Rationale: Activation of metabotropic glutamate (mGlu) 2/3 receptors may provide a novel strategy for treating schizophrenia. This effect is thought to be mediated through dopamine-independent mechanisms because mGlu2/3-receptor agonists have no considerable affinity for dopamine receptors. These agonists, however, reduce amphetamine-induced hyperlocomotion suggesting that they influence dopamine neurotransmission.

Objective: We evaluated whether the inhibitory effect of mGlu2/3-receptor activation on amphetamine-induced hyperlocomotion correlates with attenuated dopamine release. We also assessed whether mGlu 2/3 receptor activation has inhibitory effects on activity-dependent vesicular release of dopamine in behaving animals.
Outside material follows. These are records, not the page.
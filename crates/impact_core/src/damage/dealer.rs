//! Damage capability and damage records

use crate::foundation::collections::ActorId;
use crate::foundation::math::Vec3;
use serde::{Deserialize, Serialize};

/// Damage category
#[derive(Debug, Clone, Copy, PartialEq, Eq, Hash, Serialize, Deserialize)]
pub enum DamageType {
    /// Bullets, blades, impacts
    Kinetic,
    /// Beams and lasers
    Energy,
    /// Blast damage
    Explosive,
    /// Burning
    Fire,
}

/// Damage capability carried by a detector
///
/// `pending_crit` is the temporary crit-scaled multiplier. It is set by the crit
/// roll and consumed by the very next application, so it can never leak into a
/// later resolution.
#[derive(Debug, Clone, Copy, PartialEq, Serialize, Deserialize)]
pub struct DamageDealer {
    base_damage: f32,
    damage_type: DamageType,
    #[serde(skip)]
    pending_crit: Option<f32>,
}

impl DamageDealer {
    /// Create a dealer
    pub fn new(base_damage: f32, damage_type: DamageType) -> Self {
        Self {
            base_damage,
            damage_type,
            pending_crit: None,
        }
    }

    /// Unscaled damage per hit
    pub fn base_damage(&self) -> f32 {
        self.base_damage
    }

    /// Change the unscaled damage
    pub fn set_base_damage(&mut self, damage: f32) {
        self.base_damage = damage;
    }

    /// Damage category
    pub fn damage_type(&self) -> DamageType {
        self.damage_type
    }

    /// Arm a crit multiplier for the next application
    pub fn set_pending_crit(&mut self, multiplier: f32) {
        self.pending_crit = Some(multiplier);
    }

    /// Consume the armed crit multiplier, resetting to "no crit"
    pub fn take_pending_crit(&mut self) -> Option<f32> {
        self.pending_crit.take()
    }

    /// Whether a crit multiplier is armed
    pub fn has_pending_crit(&self) -> bool {
        self.pending_crit.is_some()
    }

    /// Drop any armed crit multiplier
    pub fn clear_pending_crit(&mut self) {
        self.pending_crit = None;
    }
}

/// Damage about to be (or just) applied to a receiver
#[derive(Debug, Clone, Copy, PartialEq)]
pub struct DamageApplication {
    /// Root owner of the dealer, if any
    pub source: Option<ActorId>,
    /// Final amount
    pub amount: f32,
    /// Damage category
    pub damage_type: DamageType,
    /// Whether the crit roll succeeded
    pub critical: bool,
    /// Contact point
    pub point: Option<Vec3>,
}

impl DamageApplication {
    /// Plain, non-critical application
    pub fn new(source: Option<ActorId>, amount: f32, damage_type: DamageType) -> Self {
        Self {
            source,
            amount,
            damage_type,
            critical: false,
            point: None,
        }
    }
}
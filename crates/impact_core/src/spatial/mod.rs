//! Spatial query backend
//!
//! The hit-detection core consumes intersection results only. Any acceleration
//! structure can sit behind [`SpatialBackend`]; [`SphereWorld`] is a brute-force
//! reference implementation over bounding spheres.

pub mod spatial_query;
pub mod sphere_world;

pub use spatial_query::{SpatialBackend, SpatialHit};
pub use sphere_world::{SphereCollider, SphereWorld};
Methods: Microdialysis was used to measure extracellular levels of dopamine in the dorsal striatum (DStr) and nucleus accumbens (NAc) of freely moving rats. The effect of the mGlu2/3-receptor agonist LY354740 on dopamine release and locomotion elicited by amphetamine, electrical stimulation of the ventral tegmental area, or L-dopa was assessed.

Results: We find that the inhibitory effect of mGlu2/3 activation on amphetamine-induced hyperlocomotion correlates with an attenuated increase in dopamine release in the NAc and DStr. However, when dopamine levels were increased by electrical stimulation of dopamine neurons or by administration of the dopamine precursor L-dopa, activation of mGlu2/3 receptors had no effect on dopamine release or on behavior.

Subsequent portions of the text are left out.